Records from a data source
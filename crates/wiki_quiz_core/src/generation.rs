//! crates/wiki_quiz_core/src/generation.rs
//!
//! Turns document text into a validated `QuizArtifact` by calling the
//! `QuizModel` port. Each call is one attempt with its own timeout; the
//! attempt result is classified and a bounded loop decides whether to back
//! off and try again. Only provider throttling is retried.

use crate::domain::QuizArtifact;
use crate::ports::{ModelFailureKind, QuizModel};
use std::sync::Arc;
use std::time::Duration;
use tracing::{debug, info, warn};

pub const DEFAULT_MAX_ATTEMPTS: u32 = 3;
pub const DEFAULT_BACKOFF_STEP: Duration = Duration::from_secs(5);
pub const DEFAULT_ATTEMPT_TIMEOUT: Duration = Duration::from_secs(120);

const PROMPT_TEMPLATE: &str = r#"You are an expert quizmaster and content analyst.
Build a single JSON object from the article text below. The object must match the JSON Schema given after the article exactly.

ARTICLE TEXT:
---
{article_text}
---

Instructions:
1. title: the official title of the article.
2. summary: 2-3 sentences covering what the article is about.
3. key_entities: group the important people, organizations, locations and other notable names by category.
4. sections: the main section headings, in article order.
5. quiz: 5-10 multiple-choice questions of mixed difficulty (easy, medium, hard). Every question has exactly 4 options, the answer is copied verbatim from one of the options, and the explanation is one or two sentences grounded in the article.
6. related_topics: 3-5 related articles worth reading next.
7. flashcards: 5-10 term/definition pairs for the key concepts.

JSON SCHEMA:
{schema}

Respond with the JSON object only, without commentary or Markdown."#;

//=========================================================================================
// Policy and Errors
//=========================================================================================

/// Retry policy for the generation call.
#[derive(Debug, Clone)]
pub struct RetryPolicy {
    /// Attempts in total, including the first.
    pub max_attempts: u32,
    /// The wait before retry `n` is `backoff_step * n`.
    pub backoff_step: Duration,
    /// A timed-out attempt is fatal.
    pub attempt_timeout: Duration,
}

impl Default for RetryPolicy {
    fn default() -> Self {
        Self {
            max_attempts: DEFAULT_MAX_ATTEMPTS,
            backoff_step: DEFAULT_BACKOFF_STEP,
            attempt_timeout: DEFAULT_ATTEMPT_TIMEOUT,
        }
    }
}

impl RetryPolicy {
    /// Delay before retrying after the failed attempt number `attempt` (1-based).
    pub fn backoff(&self, attempt: u32) -> Duration {
        self.backoff_step.saturating_mul(attempt)
    }
}

#[derive(Debug, Clone, Copy, PartialEq, Eq)]
pub enum FailureKind {
    RateLimited,
    Upstream,
    Timeout,
    Malformed,
}

impl FailureKind {
    /// Only throttling is worth waiting out.
    fn is_retryable(self) -> bool {
        matches!(self, FailureKind::RateLimited)
    }
}

/// The result of a single model invocation.
#[derive(Debug)]
pub enum AttemptOutcome {
    Success(QuizArtifact),
    Failure(FailureKind, String),
}

#[derive(Debug, thiserror::Error)]
pub enum GenerationError {
    #[error("Model is still rate limited after {attempts} attempts")]
    RateLimitExhausted { attempts: u32 },
    #[error("Model call failed: {0}")]
    Upstream(String),
    #[error("Model call timed out after {0:?}")]
    Timeout(Duration),
    #[error("Model returned malformed output: {0}")]
    MalformedOutput(String),
}

//=========================================================================================
// The Client
//=========================================================================================

/// Resilient wrapper around the `QuizModel` port.
pub struct GenerationClient {
    model: Arc<dyn QuizModel>,
    policy: RetryPolicy,
    schema: String,
}

impl GenerationClient {
    pub fn new(model: Arc<dyn QuizModel>, policy: RetryPolicy) -> Self {
        Self {
            model,
            policy,
            schema: artifact_schema(),
        }
    }

    /// Builds the single prompt sent for `document_text`.
    pub fn prompt(&self, document_text: &str) -> String {
        PROMPT_TEMPLATE
            .replace("{schema}", &self.schema)
            .replace("{article_text}", document_text)
    }

    /// Generates an artifact, retrying only while the provider throttles us.
    pub async fn generate(&self, document_text: &str) -> Result<QuizArtifact, GenerationError> {
        let prompt = self.prompt(document_text);
        let mut attempt = 1;

        loop {
            info!(attempt, "Requesting quiz generation.");
            let (kind, detail) = match self.attempt(&prompt).await {
                AttemptOutcome::Success(artifact) => {
                    info!(attempt, title = %artifact.title, "Quiz generation succeeded.");
                    return Ok(artifact);
                }
                AttemptOutcome::Failure(kind, detail) => (kind, detail),
            };

            if !kind.is_retryable() {
                warn!(attempt, ?kind, %detail, "Quiz generation failed; not retrying.");
                return Err(self.terminal_error(kind, detail, attempt));
            }
            if attempt >= self.policy.max_attempts {
                warn!(attempt, ?kind, %detail, "Quiz generation retries exhausted.");
                return Err(self.terminal_error(kind, detail, attempt));
            }

            let delay = self.policy.backoff(attempt);
            warn!(attempt, ?kind, ?delay, "Quiz generation throttled; backing off.");
            tokio::time::sleep(delay).await;
            attempt += 1;
        }
    }

    async fn attempt(&self, prompt: &str) -> AttemptOutcome {
        let reply =
            match tokio::time::timeout(self.policy.attempt_timeout, self.model.complete(prompt))
                .await
            {
                Err(_) => {
                    return AttemptOutcome::Failure(
                        FailureKind::Timeout,
                        format!("no reply within {:?}", self.policy.attempt_timeout),
                    )
                }
                Ok(Err(failure)) => {
                    let kind = match failure.kind {
                        ModelFailureKind::RateLimited => FailureKind::RateLimited,
                        ModelFailureKind::Other => FailureKind::Upstream,
                    };
                    return AttemptOutcome::Failure(kind, failure.message);
                }
                Ok(Ok(reply)) => reply,
            };

        debug!(bytes = reply.len(), "Model reply received.");
        match parse_artifact(&reply) {
            Ok(artifact) => AttemptOutcome::Success(artifact),
            Err(detail) => AttemptOutcome::Failure(FailureKind::Malformed, detail),
        }
    }

    fn terminal_error(&self, kind: FailureKind, detail: String, attempts: u32) -> GenerationError {
        match kind {
            FailureKind::RateLimited => GenerationError::RateLimitExhausted { attempts },
            FailureKind::Upstream => GenerationError::Upstream(detail),
            FailureKind::Timeout => GenerationError::Timeout(self.policy.attempt_timeout),
            FailureKind::Malformed => GenerationError::MalformedOutput(detail),
        }
    }
}

/// The JSON Schema of `QuizArtifact`, pretty-printed for the prompt.
pub fn artifact_schema() -> String {
    let schema = schemars::schema_for!(QuizArtifact);
    serde_json::to_string_pretty(&schema).unwrap_or_else(|_| "{}".to_string())
}

/// Parses and validates a raw model reply.
///
/// Replies wrapped in Markdown code fences or surrounded by prose are
/// narrowed to the outermost JSON object first.
pub fn parse_artifact(raw: &str) -> Result<QuizArtifact, String> {
    let body = match (raw.find('{'), raw.rfind('}')) {
        (Some(start), Some(end)) if start < end => &raw[start..=end],
        _ => return Err("reply contains no JSON object".to_string()),
    };

    let artifact: QuizArtifact =
        serde_json::from_str(body).map_err(|e| format!("invalid JSON: {}", e))?;
    artifact
        .validate()
        .map_err(|e| format!("schema violation: {}", e))?;
    Ok(artifact)
}

#[cfg(test)]
mod tests {
    use super::*;
    use crate::domain::fixtures::artifact;
    use crate::ports::ModelFailure;
    use async_trait::async_trait;
    use std::collections::VecDeque;
    use std::sync::Mutex;
    use tokio::time::Instant;

    /// Replays a fixed list of replies and records when each call happened.
    struct ScriptedModel {
        replies: Mutex<VecDeque<Result<String, ModelFailure>>>,
        calls: Mutex<Vec<Instant>>,
    }

    impl ScriptedModel {
        fn new(replies: Vec<Result<String, ModelFailure>>) -> Arc<Self> {
            Arc::new(Self {
                replies: Mutex::new(replies.into()),
                calls: Mutex::new(Vec::new()),
            })
        }

        fn calls(&self) -> Vec<Instant> {
            self.calls.lock().unwrap().clone()
        }
    }

    #[async_trait]
    impl QuizModel for ScriptedModel {
        async fn complete(&self, _prompt: &str) -> Result<String, ModelFailure> {
            self.calls.lock().unwrap().push(Instant::now());
            self.replies
                .lock()
                .unwrap()
                .pop_front()
                .unwrap_or_else(|| Err(ModelFailure::other("script exhausted")))
        }
    }

    struct HangingModel;

    #[async_trait]
    impl QuizModel for HangingModel {
        async fn complete(&self, _prompt: &str) -> Result<String, ModelFailure> {
            std::future::pending().await
        }
    }

    fn good_reply() -> Result<String, ModelFailure> {
        Ok(serde_json::to_string(&artifact("Coffee")).unwrap())
    }

    fn throttled() -> Result<String, ModelFailure> {
        Err(ModelFailure::rate_limited("429 RESOURCE_EXHAUSTED"))
    }

    #[tokio::test(start_paused = true)]
    async fn throttled_attempts_back_off_then_succeed() {
        let model = ScriptedModel::new(vec![throttled(), throttled(), good_reply()]);
        let client = GenerationClient::new(model.clone(), RetryPolicy::default());

        let result = client.generate("Coffee is a drink.").await.unwrap();

        assert_eq!(result, artifact("Coffee"));
        let calls = model.calls();
        assert_eq!(calls.len(), 3);
        assert!(calls[1] - calls[0] >= Duration::from_secs(5));
        assert!(calls[2] - calls[1] >= Duration::from_secs(10));
    }

    #[tokio::test(start_paused = true)]
    async fn persistent_throttling_exhausts_after_three_attempts() {
        let model = ScriptedModel::new(vec![throttled(), throttled(), throttled(), good_reply()]);
        let client = GenerationClient::new(model.clone(), RetryPolicy::default());
        let started = Instant::now();

        let err = client.generate("text").await.unwrap_err();

        assert!(matches!(err, GenerationError::RateLimitExhausted { attempts: 3 }));
        assert_eq!(model.calls().len(), 3);
        // 5s + 10s of backoff, no sleep after the final attempt.
        assert!(started.elapsed() >= Duration::from_secs(15));
        assert!(started.elapsed() < Duration::from_secs(16));
    }

    #[tokio::test(start_paused = true)]
    async fn fatal_failure_is_not_retried() {
        let model = ScriptedModel::new(vec![
            Err(ModelFailure::other("401 invalid api key")),
            good_reply(),
        ]);
        let client = GenerationClient::new(model.clone(), RetryPolicy::default());

        let err = client.generate("text").await.unwrap_err();

        match err {
            GenerationError::Upstream(detail) => assert!(detail.contains("invalid api key")),
            other => panic!("unexpected error: {other:?}"),
        }
        assert_eq!(model.calls().len(), 1);
    }

    #[tokio::test(start_paused = true)]
    async fn malformed_reply_is_fatal() {
        let model = ScriptedModel::new(vec![Ok("I cannot help with that.".to_string()), good_reply()]);
        let client = GenerationClient::new(model.clone(), RetryPolicy::default());

        let err = client.generate("text").await.unwrap_err();

        assert!(matches!(err, GenerationError::MalformedOutput(_)));
        assert_eq!(model.calls().len(), 1);
    }

    #[tokio::test(start_paused = true)]
    async fn hung_attempt_times_out_without_retry() {
        let policy = RetryPolicy {
            attempt_timeout: Duration::from_secs(30),
            ..RetryPolicy::default()
        };
        let client = GenerationClient::new(Arc::new(HangingModel), policy);
        let started = Instant::now();

        let err = client.generate("text").await.unwrap_err();

        assert!(matches!(err, GenerationError::Timeout(d) if d == Duration::from_secs(30)));
        assert!(started.elapsed() >= Duration::from_secs(30));
        assert!(started.elapsed() < Duration::from_secs(31));
    }

    #[test]
    fn fenced_reply_is_unwrapped() {
        let json = serde_json::to_string_pretty(&artifact("Coffee")).unwrap();
        let reply = format!("Here you go:\n```json\n{}\n```\n", json);
        assert_eq!(parse_artifact(&reply).unwrap(), artifact("Coffee"));
    }

    #[test]
    fn schema_violation_is_reported() {
        let mut bad = artifact("Coffee");
        bad.quiz[0].answer = "Mars".to_string();
        let err = parse_artifact(&serde_json::to_string(&bad).unwrap()).unwrap_err();
        assert!(err.starts_with("schema violation"), "{err}");
    }

    #[test]
    fn prompt_embeds_document_and_schema() {
        let client = GenerationClient::new(Arc::new(HangingModel), RetryPolicy::default());
        let prompt = client.prompt("Coffee is a brewed drink.");
        assert!(prompt.contains("Coffee is a brewed drink."));
        assert!(prompt.contains("\"related_topics\""));
        assert!(prompt.contains("\"flashcards\""));
        assert!(!prompt.contains("{schema}"));
    }

    #[test]
    fn backoff_grows_linearly() {
        let policy = RetryPolicy::default();
        assert_eq!(policy.backoff(1), Duration::from_secs(5));
        assert_eq!(policy.backoff(2), Duration::from_secs(10));
        assert_eq!(policy.backoff(3), Duration::from_secs(15));
    }
}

Required work
The lines of the data, from the first through the one containing "1. title: the official title of the article.", are to be transcribed exactly.

Answer to the problem
filename crates/wiki_quiz_core/src/generation.rs
//! crates/wiki_quiz_core/src/generation.rs
//!
//! Turns document text into a validated `QuizArtifact` by calling the
//! `QuizModel` port. Each call is one attempt with its own timeout; the
//! attempt result is classified and a bounded loop decides whether to back
//! off and try again. Only provider throttling is retried.

use crate::domain::QuizArtifact;
use crate::ports::{ModelFailureKind, QuizModel};
use std::sync::Arc;
use std::time::Duration;
use tracing::{debug, info, warn};

pub const DEFAULT_MAX_ATTEMPTS: u32 = 3;
pub const DEFAULT_BACKOFF_STEP: Duration = Duration::from_secs(5);
pub const DEFAULT_ATTEMPT_TIMEOUT: Duration = Duration::from_secs(120);

const PROMPT_TEMPLATE: &str = r#"You are an expert quizmaster and content analyst.
Build a single JSON object from the article text below. The object must match the JSON Schema given after the article exactly.

ARTICLE TEXT:
---
{article_text}
---

Instructions:
1. title: the official title of the article.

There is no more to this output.